### Your task:
Down to the last line, repeat the records exactly.

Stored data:
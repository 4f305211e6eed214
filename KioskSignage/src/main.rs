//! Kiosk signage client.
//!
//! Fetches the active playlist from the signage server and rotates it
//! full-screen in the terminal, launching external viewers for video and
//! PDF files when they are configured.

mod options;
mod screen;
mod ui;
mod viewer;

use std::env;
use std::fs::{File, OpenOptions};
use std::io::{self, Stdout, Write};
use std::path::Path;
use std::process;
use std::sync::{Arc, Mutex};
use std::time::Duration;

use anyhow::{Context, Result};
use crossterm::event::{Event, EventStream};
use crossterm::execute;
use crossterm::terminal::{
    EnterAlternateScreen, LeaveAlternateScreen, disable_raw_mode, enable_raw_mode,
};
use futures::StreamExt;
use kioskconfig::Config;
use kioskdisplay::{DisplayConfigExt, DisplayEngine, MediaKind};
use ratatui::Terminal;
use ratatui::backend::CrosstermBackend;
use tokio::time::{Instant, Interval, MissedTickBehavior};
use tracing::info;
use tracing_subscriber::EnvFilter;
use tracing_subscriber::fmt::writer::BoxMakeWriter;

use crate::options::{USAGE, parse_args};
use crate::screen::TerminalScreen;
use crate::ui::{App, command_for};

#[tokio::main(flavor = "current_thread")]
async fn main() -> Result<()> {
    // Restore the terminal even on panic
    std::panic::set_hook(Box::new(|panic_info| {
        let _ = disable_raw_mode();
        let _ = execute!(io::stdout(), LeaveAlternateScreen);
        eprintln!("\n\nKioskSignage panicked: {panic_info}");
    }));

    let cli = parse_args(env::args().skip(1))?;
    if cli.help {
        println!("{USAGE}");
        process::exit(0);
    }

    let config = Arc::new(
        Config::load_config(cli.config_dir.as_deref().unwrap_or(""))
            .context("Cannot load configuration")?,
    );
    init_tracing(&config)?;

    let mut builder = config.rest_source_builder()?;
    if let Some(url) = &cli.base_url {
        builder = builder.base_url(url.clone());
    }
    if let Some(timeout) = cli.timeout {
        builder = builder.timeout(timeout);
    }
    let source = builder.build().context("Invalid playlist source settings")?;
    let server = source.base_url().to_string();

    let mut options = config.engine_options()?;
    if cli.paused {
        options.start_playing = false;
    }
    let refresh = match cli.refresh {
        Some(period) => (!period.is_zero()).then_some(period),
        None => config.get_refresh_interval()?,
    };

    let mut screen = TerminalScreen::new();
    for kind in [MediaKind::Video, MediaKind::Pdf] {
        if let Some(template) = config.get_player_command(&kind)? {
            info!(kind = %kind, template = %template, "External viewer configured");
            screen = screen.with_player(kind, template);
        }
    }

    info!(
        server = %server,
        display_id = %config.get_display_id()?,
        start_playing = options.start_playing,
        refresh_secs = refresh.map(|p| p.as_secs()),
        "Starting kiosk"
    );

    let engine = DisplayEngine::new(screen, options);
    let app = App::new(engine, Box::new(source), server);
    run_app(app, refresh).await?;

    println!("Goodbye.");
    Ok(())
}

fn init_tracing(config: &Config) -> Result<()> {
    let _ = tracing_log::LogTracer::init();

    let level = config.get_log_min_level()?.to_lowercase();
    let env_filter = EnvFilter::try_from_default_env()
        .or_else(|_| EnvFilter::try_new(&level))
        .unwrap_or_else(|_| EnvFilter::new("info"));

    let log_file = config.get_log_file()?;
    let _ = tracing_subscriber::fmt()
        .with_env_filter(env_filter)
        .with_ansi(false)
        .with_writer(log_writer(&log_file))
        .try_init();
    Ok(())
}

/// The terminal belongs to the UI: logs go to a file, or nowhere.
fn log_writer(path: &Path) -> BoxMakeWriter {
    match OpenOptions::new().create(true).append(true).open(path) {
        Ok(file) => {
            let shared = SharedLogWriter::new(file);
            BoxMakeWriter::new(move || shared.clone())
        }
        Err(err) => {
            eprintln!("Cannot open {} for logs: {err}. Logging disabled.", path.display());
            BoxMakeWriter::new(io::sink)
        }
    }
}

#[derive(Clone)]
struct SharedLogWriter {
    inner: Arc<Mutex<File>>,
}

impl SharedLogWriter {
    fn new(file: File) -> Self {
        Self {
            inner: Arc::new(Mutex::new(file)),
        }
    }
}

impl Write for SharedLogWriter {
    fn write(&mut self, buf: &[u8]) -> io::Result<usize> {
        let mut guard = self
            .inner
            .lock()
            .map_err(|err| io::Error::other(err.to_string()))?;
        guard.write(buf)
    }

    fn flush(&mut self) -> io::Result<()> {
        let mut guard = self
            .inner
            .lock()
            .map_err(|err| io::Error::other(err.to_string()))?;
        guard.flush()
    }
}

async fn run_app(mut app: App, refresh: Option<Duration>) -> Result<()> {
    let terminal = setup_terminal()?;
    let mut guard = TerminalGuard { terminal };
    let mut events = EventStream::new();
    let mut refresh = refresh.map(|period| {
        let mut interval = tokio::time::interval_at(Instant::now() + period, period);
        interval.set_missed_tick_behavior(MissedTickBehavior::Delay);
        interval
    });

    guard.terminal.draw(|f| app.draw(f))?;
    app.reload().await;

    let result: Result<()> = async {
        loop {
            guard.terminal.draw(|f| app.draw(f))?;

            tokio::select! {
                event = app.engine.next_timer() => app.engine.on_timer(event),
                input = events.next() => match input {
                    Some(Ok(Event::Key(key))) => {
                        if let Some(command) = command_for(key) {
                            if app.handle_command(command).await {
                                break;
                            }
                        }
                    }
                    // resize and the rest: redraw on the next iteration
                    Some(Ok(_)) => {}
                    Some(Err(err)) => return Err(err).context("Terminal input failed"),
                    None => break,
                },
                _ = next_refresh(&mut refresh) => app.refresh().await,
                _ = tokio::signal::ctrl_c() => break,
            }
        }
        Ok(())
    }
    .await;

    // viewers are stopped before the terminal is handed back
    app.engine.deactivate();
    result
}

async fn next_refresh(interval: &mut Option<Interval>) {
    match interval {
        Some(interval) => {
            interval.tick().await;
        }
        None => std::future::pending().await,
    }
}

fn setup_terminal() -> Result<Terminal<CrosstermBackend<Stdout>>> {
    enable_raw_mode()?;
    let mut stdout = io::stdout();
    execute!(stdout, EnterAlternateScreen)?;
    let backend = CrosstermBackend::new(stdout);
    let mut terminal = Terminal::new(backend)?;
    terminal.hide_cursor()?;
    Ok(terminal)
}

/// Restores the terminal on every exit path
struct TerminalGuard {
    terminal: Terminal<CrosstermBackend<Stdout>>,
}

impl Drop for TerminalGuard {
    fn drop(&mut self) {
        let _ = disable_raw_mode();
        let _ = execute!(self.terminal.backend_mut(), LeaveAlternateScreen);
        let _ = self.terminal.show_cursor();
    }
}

### Answer to the problem:
repository 4f305211e6eed214
filename KioskSignage/src/main.rs
//! Kiosk signage client.
//!
//! Fetches the active playlist from the signage server and rotates it
//! full-screen in the terminal, launching external viewers for video and
//! PDF files when they are configured.

mod options;
mod screen;
mod ui;
mod viewer;

use std::env;
use std::fs::{File, OpenOptions};
use std::io::{self, Stdout, Write};
use std::path::Path;
use std::process;
use std::sync::{Arc, Mutex};
use std::time::Duration;

use anyhow::{Context, Result};
use crossterm::event::{Event, EventStream};
use crossterm::execute;
use crossterm::terminal::{
    EnterAlternateScreen, LeaveAlternateScreen, disable_raw_mode, enable_raw_mode,
};
use futures::StreamExt;
use kioskconfig::Config;
use kioskdisplay::{DisplayConfigExt, DisplayEngine, MediaKind};
use ratatui::Terminal;
use ratatui::backend::CrosstermBackend;
use tokio::time::{Instant, Interval, MissedTickBehavior};
use tracing::info;
use tracing_subscriber::EnvFilter;
use tracing_subscriber::fmt::writer::BoxMakeWriter;

use crate::options::{USAGE, parse_args};
use crate::screen::TerminalScreen;
use crate::ui::{App, command_for};

#[tokio::main(flavor = "current_thread")]
async fn main() -> Result<()> {
    // Restore the terminal even on panic
    std::panic::set_hook(Box::new(|panic_info| {
        let _ = disable_raw_mode();
        let _ = execute!(io::stdout(), LeaveAlternateScreen);
        eprintln!("\n\nKioskSignage panicked: {panic_info}");
    }));

    let cli = parse_args(env::args().skip(1))?;
    if cli.help {
        println!("{USAGE}");
        process::exit(0);
    }

    let config = Arc::new(
        Config::load_config(cli.config_dir.as_deref().unwrap_or(""))
            .context("Cannot load configuration")?,
    );
    init_tracing(&config)?;

    let mut builder = config.rest_source_builder()?;
    if let Some(url) = &cli.base_url {
        builder = builder.base_url(url.clone());
    }
    if let Some(timeout) = cli.timeout {
        builder = builder.timeout(timeout);
    }
    let source = builder.build().context("Invalid playlist source settings")?;
    let server = source.base_url().to_string();

    let mut options = config.engine_options()?;
    if cli.paused {
        options.start_playing = false;
    }
    let refresh = match cli.refresh {
        Some(period) => (!period.is_zero()).then_some(period),
        None => config.get_refresh_interval()?,
    };

    let mut screen = TerminalScreen::new();
    for kind in [MediaKind::Video, MediaKind::Pdf] {
        if let Some(template) = config.get_player_command(&kind)? {
            info!(kind = %kind, template = %template, "External viewer configured");
            screen = screen.with_player(kind, template);
        }
    }

    info!(
        server = %server,
        display_id = %config.get_display_id()?,
        start_playing = options.start_playing,
        refresh_secs = refresh.map(|p| p.as_secs()),
        "Starting kiosk"
    );

    let engine = DisplayEngine::new(screen, options);
    let app = App::new(engine, Box::new(source), server);
    run_app(app, refresh).await?;

    println!("Goodbye.");
    Ok(())
}

fn init_tracing(config: &Config) -> Result<()> {
    let _ = tracing_log::LogTracer::init();

    let level = config.get_log_min_level()?.to_lowercase();
    let env_filter = EnvFilter::try_from_default_env()
        .or_else(|_| EnvFilter::try_new(&level))
        .unwrap_or_else(|_| EnvFilter::new("info"));

    let log_file = config.get_log_file()?;
    let _ = tracing_subscriber::fmt()
        .with_env_filter(env_filter)
        .with_ansi(false)
        .with_writer(log_writer(&log_file))
        .try_init();
    Ok(())
}

/// The terminal belongs to the UI: logs go to a file, or nowhere.
fn log_writer(path: &Path) -> BoxMakeWriter {
    match OpenOptions::new().create(true).append(true).open(path) {
        Ok(file) => {
            let shared = SharedLogWriter::new(file);
            BoxMakeWriter::new(move || shared.clone())
        }
        Err(err) => {
            eprintln!("Cannot open {} for logs: {err}. Logging disabled.", path.display());
            BoxMakeWriter::new(io::sink)
        }
    }
}

#[derive(Clone)]
struct SharedLogWriter {
    inner: Arc<Mutex<File>>,
}

impl SharedLogWriter {
    fn new(file: File) -> Self {
        Self {
            inner: Arc::new(Mutex::new(file)),
        }
    }
}

impl Write for SharedLogWriter {
    fn write(&mut self, buf: &[u8]) -> io::Result<usize> {
        let mut guard = self
            .inner
            .lock()
            .map_err(|err| io::Error::other(err.to_string()))?;
        guard.write(buf)
    }

    fn flush(&mut self) -> io::Result<()> {
        let mut guard = self
            .inner
            .lock()
            .map_err(|err| io::Error::other(err.to_string()))?;
        guard.flush()
    }
}

async fn run_app(mut app: App, refresh: Option<Duration>) -> Result<()> {
    let terminal = setup_terminal()?;
    let mut guard = TerminalGuard { terminal };
    let mut events = EventStream::new();
    let mut refresh = refresh.map(|period| {
        let mut interval = tokio::time::interval_at(Instant::now() + period, period);
        interval.set_missed_tick_behavior(MissedTickBehavior::Delay);
        interval
    });

    guard.terminal.draw(|f| app.draw(f))?;
    app.reload().await;

    let result: Result<()> = async {
        loop {
            guard.terminal.draw(|f| app.draw(f))?;

            tokio::select! {
                event = app.engine.next_timer() => app.engine.on_timer(event),
                input = events.next() => match input {
                    Some(Ok(Event::Key(key))) => {
                        if let Some(command) = command_for(key) {
                            if app.handle_command(command).await {
                                break;
                            }
                        }
                    }
                    // resize and the rest: redraw on the next iteration
                    Some(Ok(_)) => {}
                    Some(Err(err)) => return Err(err).context("Terminal input failed"),
                    None => break,
                },
                _ = next_refresh(&mut refresh) => app.refresh().await,
                _ = tokio::signal::ctrl_c() => break,
            }
        }
        Ok(())
    }
    .await;

    // viewers are stopped before the terminal is handed back
    app.engine.deactivate();
    result
}

async fn next_refresh(interval: &mut Option<Interval>) {
    match interval {
        Some(interval) => {
            interval.tick().await;
        }
        None => std::future::pending().await,
    }
}

fn setup_terminal() -> Result<Terminal<CrosstermBackend<Stdout>>> {
    enable_raw_mode()?;
    let mut stdout = io::stdout();
    execute!(stdout, EnterAlternateScreen)?;
    let backend = CrosstermBackend::new(stdout);
    let mut terminal = Terminal::new(backend)?;
    terminal.hide_cursor()?;
    Ok(terminal)
}

/// Restores the terminal on every exit path
struct TerminalGuard {
    terminal: Terminal<CrosstermBackend<Stdout>>,
}

impl Drop for TerminalGuard {
    fn drop(&mut self) {
        let _ = disable_raw_mode();
        let _ = execute!(self.terminal.backend_mut(), LeaveAlternateScreen);
        let _ = self.terminal.show_cursor();
    }
}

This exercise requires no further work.